There were 740 households, out of which 45.0% had children under the age of 18 living with them, 69.2% were married couples living together, 10.1% had a female householder with no husband present, and 14.9% were non-families. 9.9% of all households were made up of individuals, and 2.2% had someone living alone who was 65 years of age or older. The average household size was 3.15 and the average family size was 3.35.

In the CDP the population was spread out, with 28.9% under the age of 18, 8.7% from 18 to 24, 32.5% from 25 to 44, 24.2% from 45 to 64, and 5.7% who were 65 years of age or older. The median age was 34 years. For every 100 females, there were 105.5 males. For every 100 females age 18 and over, there were 99.9 males.
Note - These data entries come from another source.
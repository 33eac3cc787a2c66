use clap::{Parser, Subcommand};
use matgen_core::{Graph, IOSignature, NodeId, ShaderGenerator};
use serde::Deserialize;
use std::fs;
use std::path::PathBuf;
use thiserror::Error;

#[derive(Parser)]
#[command(name = "matgen")]
#[command(about = "Generate HLSL from a material node-graph description", long_about = None)]
struct Cli {
    #[command(subcommand)]
    command: Commands,
}

#[derive(Subcommand)]
enum Commands {
    /// Generate shader source from a graph file
    Generate {
        /// Input graph description (JSON)
        #[arg(value_name = "FILE")]
        input: PathBuf,

        /// Output HLSL file (defaults to input name with .hlsl extension)
        #[arg(short, long, value_name = "FILE")]
        output: Option<PathBuf>,

        /// Elide single-use temporaries
        #[arg(long)]
        inline: bool,

        /// Fail on unresolved pins instead of emitting 0 literals
        #[arg(long)]
        strict: bool,

        /// Print verbose output
        #[arg(short, long)]
        verbose: bool,
    },

    /// Validate a graph file without writing output
    Check {
        /// Input graph description (JSON)
        #[arg(value_name = "FILE")]
        input: PathBuf,

        /// Print verbose output
        #[arg(short, long)]
        verbose: bool,
    },
}

/// On-disk description of one generation request.
#[derive(Deserialize)]
struct GraphFile {
    entry: String,
    root: NodeId,
    #[serde(default)]
    define_input_struct: bool,
    #[serde(default)]
    define_output_struct: bool,
    input: IOSignature,
    output: IOSignature,
    graph: Graph,
}

#[derive(Debug, Error)]
enum DriverError {
    #[error("IO error: {0}")]
    IoError(#[from] std::io::Error),

    #[error("Graph file error: {0}")]
    ParseError(#[from] serde_json::Error),

    #[error("Generation error: {0}")]
    GenerationError(#[from] matgen_core::GeneratorError),
}

fn main() -> Result<(), DriverError> {
    env_logger::init();
    let cli = Cli::parse();

    match cli.command {
        Commands::Generate { input, output, inline, strict, verbose } => {
            generate_file(input, output, inline, strict, verbose)?;
        }
        Commands::Check { input, verbose } => {
            check_file(input, verbose)?;
        }
    }

    Ok(())
}

fn load(input: &PathBuf) -> Result<GraphFile, DriverError> {
    let text = fs::read_to_string(input)?;
    Ok(serde_json::from_str(&text)?)
}

fn generate_file(
    input: PathBuf,
    output: Option<PathBuf>,
    inline: bool,
    strict: bool,
    verbose: bool,
) -> Result<(), DriverError> {
    if verbose {
        println!("Generating from {}...", input.display());
    }

    let file = load(&input)?;

    let mut generator = ShaderGenerator::new();
    generator.inline = inline;
    generator.strict = strict;
    let generated = generator.generate(
        &file.graph,
        file.root,
        &file.entry,
        file.define_input_struct,
        file.define_output_struct,
        &file.input,
        &file.output,
    )?;

    let output_path = output.unwrap_or_else(|| {
        let mut path = input.clone();
        path.set_extension("hlsl");
        path
    });
    fs::write(&output_path, &generated.source)?;

    if verbose {
        println!("Wrote {}", output_path.display());
        for (node, slot) in &generated.texture_slots {
            println!("texture node {:?} -> t{}", node, slot);
        }
        for (node, slot) in &generated.sampler_slots {
            println!("sampler node {:?} -> s{}", node, slot);
        }
    }

    Ok(())
}

fn check_file(input: PathBuf, verbose: bool) -> Result<(), DriverError> {
    if verbose {
        println!("Checking {}...", input.display());
    }

    let file = load(&input)?;

    // Validation runs the full pipeline in strict mode, discarding the text.
    let mut generator = ShaderGenerator::new();
    generator.strict = true;
    let _generated = generator.generate(
        &file.graph,
        file.root,
        &file.entry,
        file.define_input_struct,
        file.define_output_struct,
        &file.input,
        &file.output,
    )?;

    if verbose {
        println!("{} is valid", input.display());
    }

    Ok(())
}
The median income for a household in the CDP was $68,276, and the median income for a family was $68,311. Males had a median income of $43,241 versus $28,947 for females. The per capita income for the CDP was $22,995. None of the families and 2.5% of the population were living below the poverty line, including no under eighteens and 14.9% of those over 64.
==Education==
Its school district is Pemberton Township School District.